# Help!



## easumma (Jul 3, 2012)

I billed a 15777 and Medicare denied because it did not have a primary code for it. I billed 35556, 35700, and 11043 with it but they are telling me that those codesdo not work for 15777. Can anyone tell me what code can be used for this.


----------



## bethb (Jul 5, 2012)

Hi.

15777 would be billed for implantation of biologic implant to correct a soft tissue trauma, surgery / reinforcement.  e.g. breast or trunk.  I'm not sure the 3 other codes you mentioned would justify billing an implant to correct a soft tissue defect..

I've billed 15777 in conjunction with breat reconstruction, status post mastectomy for breast cancer.


----------



## maryc@trgltd.com (Jul 7, 2012)

*Skin Sub +15777*

Good morning!

This code was developed by the Plastics specialty society to help define the evolving use of a variety of skin substitute (dermal and amniotic) and biologics that are used as fully implantable products to support a soft tissue repair, defect, or scaffolding.

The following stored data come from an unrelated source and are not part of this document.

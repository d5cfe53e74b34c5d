//! `AllSeeTeamInfoRetriever`: knowledge base search exposed as a tool.

use async_trait::async_trait;
use knowledge_base::KnowledgeIndex;
use prompt::ToolSpec;
use serde::Deserialize;
use serde_json::json;
use tracing::info;

use super::{RequestContext, Tool, ToolError};

pub const RETRIEVAL_TOOL_NAME: &str = "AllSeeTeamInfoRetriever";

/// Tool output when the index has nothing to return.
pub const NOTHING_FOUND: &str = "По этому запросу в базе знаний AllSee.team ничего не найдено.";

const DESCRIPTION: &str = "Найти релевантную информацию о компании AllSee.team по запросу. \
Для запроса сформулируй максимально развёрнутый вопрос, содержащий точное название раздела из базы знаний \
и все детали запрашиваемой информации. В базе есть следующие разделы:
- Почему мы?
- Кто мы?
- Наша миссия
- Профиль компании
- Философия
- Ценности
- Легенда и история
- Сферы деятельности, с которыми мы работаем
- Портреты потребителей
- Этапы принятия решения о работе с нами
- Наши услуги
- Преимущества и результаты от внедрения ИИ
- Преимущества решений для наших сфер";

#[derive(Debug, Deserialize)]
struct RetrievalArgs {
    query: String,
}

/// Returns the texts of the `top_k` most similar sections, separated by a blank line.
pub struct AllSeeTeamInfoRetriever {
    index: KnowledgeIndex,
    top_k: usize,
}

impl AllSeeTeamInfoRetriever {
    pub fn new(index: KnowledgeIndex, top_k: usize) -> Self {
        Self { index, top_k }
    }

    pub async fn search(&self, query: &str) -> Result<String, ToolError> {
        let hits = self
            .index
            .search(query, self.top_k)
            .await
            .map_err(|e| ToolError::Execution(e.to_string()))?;
        info!(
            collection = %self.index.collection(),
            hits = hits.len(),
            headers = ?hits.iter().map(|h| h.header.as_str()).collect::<Vec<_>>(),
            "Knowledge base searched"
        );
        if hits.is_empty() {
            return Ok(NOTHING_FOUND.to_string());
        }
        Ok(hits
            .into_iter()
            .map(|h| h.text)
            .collect::<Vec<_>>()
            .join("\n\n"))
    }
}

#[async_trait]
impl Tool for AllSeeTeamInfoRetriever {
    fn spec(&self) -> ToolSpec {
        ToolSpec {
            name: RETRIEVAL_TOOL_NAME.to_string(),
            description: DESCRIPTION.to_string(),
            parameters: json!({
                "type": "object",
                "properties": {
                    "query": {
                        "type": "string",
                        "description": "Развёрнутый вопрос к базе знаний"
                    }
                },
                "required": ["query"]
            }),
        }
    }

    async fn call(
        &self,
        arguments: serde_json::Value,
        _ctx: &RequestContext,
    ) -> Result<String, ToolError> {
        let args: RetrievalArgs = serde_json::from_value(arguments)
            .map_err(|e| ToolError::InvalidArguments(e.to_string()))?;
        self.search(&args.query).await
    }
}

However, the American College of Surgeons also anticipates that this code will be used to report unusual abdominal procedures (i.e. tumor removal where there's a specific defect that needs to be "filled").

In review of the codes you mention, 35556 is already a "graft" procedure.  So if +15777 is to be applicable, it would need to be a separate anatomical site.  Also, +35700 is already an Add-on code, and 11043 is a debridement service.  I agree with the payor in that there is not a "base code" here to append +15777.

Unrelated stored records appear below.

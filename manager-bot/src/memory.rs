//! Read-only view of persisted threads for the `memory` command.

use anyhow::Result;
use checkpoint::{Checkpointer, MessagesState};

/// Characters of message content shown per line.
pub const MEMORY_PREVIEW_LEN: usize = 50;

/// One thread as text: a header line with the message count, then one line per message.
pub fn format_thread_summary(thread_id: &str, state: &MessagesState, preview_len: usize) -> String {
    let mut out = format!("thread {}: {} messages", thread_id, state.len());
    for (i, msg) in state.messages.iter().enumerate() {
        out.push_str(&format!(
            "\n  [{}] {}: {}",
            i,
            msg.role.as_str(),
            msg.preview(preview_len)
        ));
    }
    out
}

/// Latest state of `thread_id`, empty when the thread has no checkpoint.
pub async fn load_thread_state(store: &dyn Checkpointer, thread_id: &str) -> Result<MessagesState> {
    Ok(match store.get_latest(thread_id).await? {
        Some(cp) => cp.state::<MessagesState>()?,
        None => MessagesState::default(),
    })
}

/// Summaries of one thread, or of every persisted thread when `thread_id` is `None`.
pub async fn memory_summary(store: &dyn Checkpointer, thread_id: Option<&str>) -> Result<Vec<String>> {
    let ids = match thread_id {
        Some(tid) => vec![tid.to_string()],
        None => store.list_thread_ids().await?,
    };
    let mut summaries = Vec::with_capacity(ids.len());
    for tid in &ids {
        let state = load_thread_state(store, tid).await?;
        summaries.push(format_thread_summary(tid, &state, MEMORY_PREVIEW_LEN));
    }
    Ok(summaries)
}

The only thing I would mention is that if the service was furnished in an office or you are responsible for reporting the facility component, I would remind you to report the skin substitute product itself (Q41**).  These HCPCS are reported per sq cm, units EXPOSED (not implanted) in the operating room.  Clearly, the provider is responsible for using the most appropriate available size so as to minimize waste.

Thank you, I hope you found this information helpful.  Good luck.

Mary Corkins 
TRG
maryc@trgltd.com


----------